Others in the family contacted Shane to let him know that Tom’s uncle and father would physically attack him if he showed up at the funeral. So, Shane was deprived of this closure and had to plan his own service in California.
Shortly before his death, Tom bought Shane a ring, but because the marriage equality law is in limbo in California, the two were not allowed to legally marry.

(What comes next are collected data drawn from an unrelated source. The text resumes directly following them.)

//! Errors and warnings

use crate::pnr::Float;
use std::fmt;
use std::path::PathBuf;
use thiserror::Error;

/// Result type alias for evaluation operations.
pub type Result<T> = std::result::Result<T, Error>;

/// Errors that abort the evaluation or rendering of a single group.
#[derive(Debug, Clone, PartialEq, Error)]
pub enum Error {
    /// The group has no measurable meshes.
    #[error("group contains no meshes")]
    EmptyGroup,

    /// An extent of the composite box lies outside the accepted size envelope.
    #[error("degenerate geometry: {dimension} of {size_mm} mm is outside [{min_mm}, {max_mm}] mm")]
    DegenerateGeometry {
        /// Name of the offending extent (width, depth or height).
        dimension: &'static str,
        /// Measured extent.
        size_mm: Float,
        /// Smallest accepted extent.
        min_mm: Float,
        /// Largest accepted extent.
        max_mm: Float,
    },

    /// A computed image dimension is below one pixel.
    #[error("resolution {width}x{height} px is too small")]
    ResolutionTooSmall { width: u64, height: u64 },

    /// A computed image dimension exceeds the hard ceiling.
    #[error("resolution {width}x{height} px exceeds the {max} px limit")]
    ResolutionTooLarge { width: u64, height: u64, max: u32 },

    /// The framing solver ran out of iterations.
    #[error("camera framing did not converge after {iterations} iterations")]
    FramingDiverged { iterations: usize },

    /// No usable output location.
    #[error("output path {} is unavailable: {reason}", path.display())]
    PathUnavailable { path: PathBuf, reason: String },

    /// A configuration value is out of range.
    #[error("invalid configuration: {0}")]
    InvalidConfig(String),

    /// The host failed to produce an image.
    #[error("render failed: {0}")]
    RenderFailed(String),
}

impl Error {
    /// Create an invalid configuration error.
    pub fn invalid_config(details: impl Into<String>) -> Self {
        Self::InvalidConfig(details.into())
    }

    /// Create a path unavailable error.
    ///
    /// * `path`   - The path.
    /// * `reason` - Why it cannot be used.
    pub fn path_unavailable(path: impl Into<PathBuf>, reason: impl fmt::Display) -> Self {
        Self::PathUnavailable {
            path: path.into(),
            reason: reason.to_string(),
        }
    }
}

/// Non-fatal conditions surfaced during evaluation.
#[derive(Debug, Copy, Clone, PartialEq)]
pub enum Warning {
    /// A dimension exceeds the soft resolution ceiling.
    LargeResolution { width: u32, height: u32, soft_max: u32 },
}

impl fmt::Display for Warning {
    fn fmt(&self, f: &mut fmt::Formatter<'_>) -> fmt::Result {
        match self {
            Self::LargeResolution {
                width,
                height,
                soft_max,
            } => write!(
                f,
                "large resolution {width}x{height} px exceeds {soft_max} px, rendering may be slow"
            ),
        }
    }
}

// ----------------------------------------------------------------------------
// Tests
// ----------------------------------------------------------------------------

#[cfg(test)]
mod tests {
    use super::*;

    #[test]
    fn error_display() {
        let err = Error::DegenerateGeometry {
            dimension: "height",
            size_mm: 0.5,
            min_mm: 1.0,
            max_mm: 10000.0,
        };
        let msg = format!("{err}");
        assert!(msg.contains("height"));
        assert!(msg.contains("0.5"));

        let err = Error::path_unavailable("/nope/out.png", "parent folder does not exist");
        assert!(format!("{err}").contains("/nope/out.png"));

        let err = Error::FramingDiverged { iterations: 50 };
        assert!(format!("{err}").contains("50"));
    }

    #[test]
    fn warning_display() {
        let w = Warning::LargeResolution {
            width: 8220,
            height: 100,
            soft_max: 8192,
        };
        assert!(format!("{w}").contains("8220x100"));
    }
}
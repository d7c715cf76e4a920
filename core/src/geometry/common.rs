//! Common

use num_traits::{Num, Zero};
use std::ops::Neg;

/// Dot product trait.
pub trait Dot<V> {
    type Output: Num + Zero + Neg<Output = Self::Output> + PartialOrd + Copy;

    /// Returns the dot product.
    ///
    /// * `other` - The other vector.
    fn dot(&self, other: &V) -> Self::Output;
}

/// Union trait allows union between two objects.
pub trait Union<T> {
    /// Return the result of a union with an another object of type `T`.
    ///
    /// * `other` - The other object.
    fn union(&self, other: &T) -> Self;
}
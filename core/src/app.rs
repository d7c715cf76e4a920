//! Application related stuff

use crate::config::*;
use crate::output::ConflictPolicy;
use crate::pnr::Float;
use clap::Parser;
use std::path::PathBuf;

/// System wide options.
#[derive(Parser, Clone, Debug)]
#[clap(author, version, about, long_about = None)]
pub struct Options {
    /// Image scale.
    #[clap(
        long = "scale",
        short = 's',
        value_name = "PX_PER_MM",
        default_value_t = DEFAULT_SCALE_FACTOR,
        help = "Pixels per millimeter (0.1 to 100)."
    )]
    pub scale_factor: Float,

    /// Border.
    #[clap(
        long = "padding",
        short = 'p',
        value_name = "PX",
        default_value_t = DEFAULT_PADDING_PX,
        help = "Pixels added on each edge of the image (0 to 500)."
    )]
    pub padding_px: u32,

    /// Camera elevation.
    #[clap(
        long = "elevation",
        short = 'e',
        value_name = "DEGREES",
        default_value_t = DEFAULT_ELEVATION_DEG,
        help = "Camera elevation above the horizontal. 10 to 15 degrees is recommended."
    )]
    pub elevation_deg: Float,

    #[clap(
        long,
        value_name = "PREFIX",
        default_value = DEFAULT_PREFIX,
        help = "Only render groups whose name starts with this prefix. Empty matches all."
    )]
    pub prefix: String,

    #[clap(
        long = "if-exists",
        value_enum,
        value_name = "POLICY",
        default_value_t = ConflictPolicy::Overwrite,
        help = "What to do when an output file already exists."
    )]
    pub conflict_policy: ConflictPolicy,

    /// Output folder.
    #[clap(
        long = "outdir",
        short = 'o',
        value_name = "DIR",
        default_value = "renders",
        help = "Write images to the given folder. Its parent folder must exist."
    )]
    pub output_dir: PathBuf,

    /// Render a single group.
    #[clap(
        long,
        short = 'g',
        value_name = "NAME",
        help = "Evaluate and render only the named group, ignoring the prefix."
    )]
    pub group: Option<String>,

    /// Report without rendering.
    #[clap(
        long,
        help = "Evaluate camera, resolution and lighting without rendering."
    )]
    pub eval: bool,

    /// Suppress all text output other than error messages.
    #[clap(long, short = 'q', help = "Suppress all text output other than error messages.")]
    pub quiet: bool,

    /// Scene file paths.
    #[clap(required = true, value_name = "SCENE", help = "Scene description files")]
    pub paths: Vec<PathBuf>,
}

impl Options {
    /// Returns the render configuration described by the options. Settings
    /// without a command line flag keep their defaults.
    pub fn render_config(&self) -> RenderConfig {
        RenderConfig {
            scale_factor: self.scale_factor,
            padding_px: self.padding_px,
            elevation_deg: self.elevation_deg,
            prefix: self.prefix.clone(),
            conflict_policy: self.conflict_policy,
            output_dir: self.output_dir.clone(),
            ..Default::default()
        }
    }
}
//! The API

#[macro_use]
extern crate log;
#[macro_use]
extern crate pest_derive;

mod batch;
pub mod parser;

use cameras::*;
use scale_core::config::*;
use scale_core::error::*;
use scale_core::geometry::*;
use scale_core::group::*;
use scale_core::pnr::*;
use scale_core::resolution::*;
use lights::*;
use std::path::Path;

// Re-export.
pub use batch::*;

/// Everything the host needs to place the camera and lights for one group and
/// size its image.
#[derive(Clone, Debug, PartialEq)]
pub struct Evaluation {
    /// Group name.
    pub group: String,

    /// Composite bounding box in world millimeters.
    pub bounds: Bounds3f,

    /// Image resolution.
    pub resolution: Resolution,

    /// Raised when the resolution is above the soft ceiling.
    pub warning: Option<Warning>,

    /// Camera placement.
    pub pose: CameraPose,

    /// Lighting.
    pub lighting: LightingPlan,
}

impl Evaluation {
    /// Returns the object width in millimeters.
    pub fn width_mm(&self) -> Float {
        self.bounds.extent(Axis::X)
    }

    /// Returns the object depth in millimeters.
    pub fn depth_mm(&self) -> Float {
        self.bounds.extent(Axis::Y)
    }

    /// Returns the object height in millimeters.
    pub fn height_mm(&self) -> Float {
        self.bounds.extent(Axis::Z)
    }
}

/// Computes camera pose, resolution and lighting for a group. Nothing in the
/// scene is changed; applying the result is up to the host. Every call starts
/// from scratch so the result only depends on the group and the
/// configuration.
///
/// * `group`  - The group to evaluate.
/// * `config` - Render configuration.
pub fn evaluate(group: &ObjectGroup, config: &RenderConfig) -> Result<Evaluation> {
    let bounds = group.measure(&config.envelope)?;
    let size = bounds.diagonal();

    let report = compute_resolution(
        size.x,
        size.z,
        config.scale_factor,
        config.padding_px,
        &config.limits,
    )?;
    if let Some(warning) = report.warning {
        warn!("{}: {warning}", group.name);
    }

    let pose = FramingSolver::new(config).solve(&bounds, &report.resolution)?;

    let lighting = plan_lighting(
        size.z,
        group.light_count(),
        bounds.center(),
        &ThreePointRig::new(config.rig),
    );

    info!(
        "{}: {:.1} x {:.1} x {:.1} mm -> {} px, camera at {:.1} mm, {}",
        group.name, size.x, size.y, size.z, report.resolution, pose.distance_mm, lighting
    );

    Ok(Evaluation {
        group: group.name.clone(),
        bounds,
        resolution: report.resolution,
        warning: report.warning,
        pose,
        lighting,
    })
}

/// The application that owns the scene and produces images. The batch driver
/// only tells it what to do; all scene changes happen here.
pub trait RenderHost {
    /// Shows `group` and hides every other renderable group. The previous
    /// visibility must be remembered for `restore`.
    ///
    /// * `group` - The group to render next.
    fn isolate(&mut self, group: &ObjectGroup) -> Result<()>;

    /// Applies camera, resolution and lighting and renders an image to
    /// `path`.
    ///
    /// * `group`      - The isolated group.
    /// * `evaluation` - Placement computed for the group.
    /// * `path`       - Output image path.
    fn render(&mut self, group: &ObjectGroup, evaluation: &Evaluation, path: &Path) -> Result<()>;

    /// Restores the visibility changed by `isolate`. Called once when a batch
    /// ends, including when it is cancelled.
    fn restore(&mut self);
}

// ----------------------------------------------------------------------------
// Tests
// ----------------------------------------------------------------------------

This means that Shane had no rights under the law after Tom’s death.
Shane and Tom’s love story is now the subject of a documentary by television icon Linda Bloodworth-Thomason, the creator of such TV series as “Designing Women” and “Evening Shade.” She also wrote some episodes of “M*A*S*H.”
The new film, aptly named “Bridegroom,” was only unveiled to the world last week at the Tribeca Film Festival but is already award-winning, having taken the Heineken Audience Award for best documentary at the fest.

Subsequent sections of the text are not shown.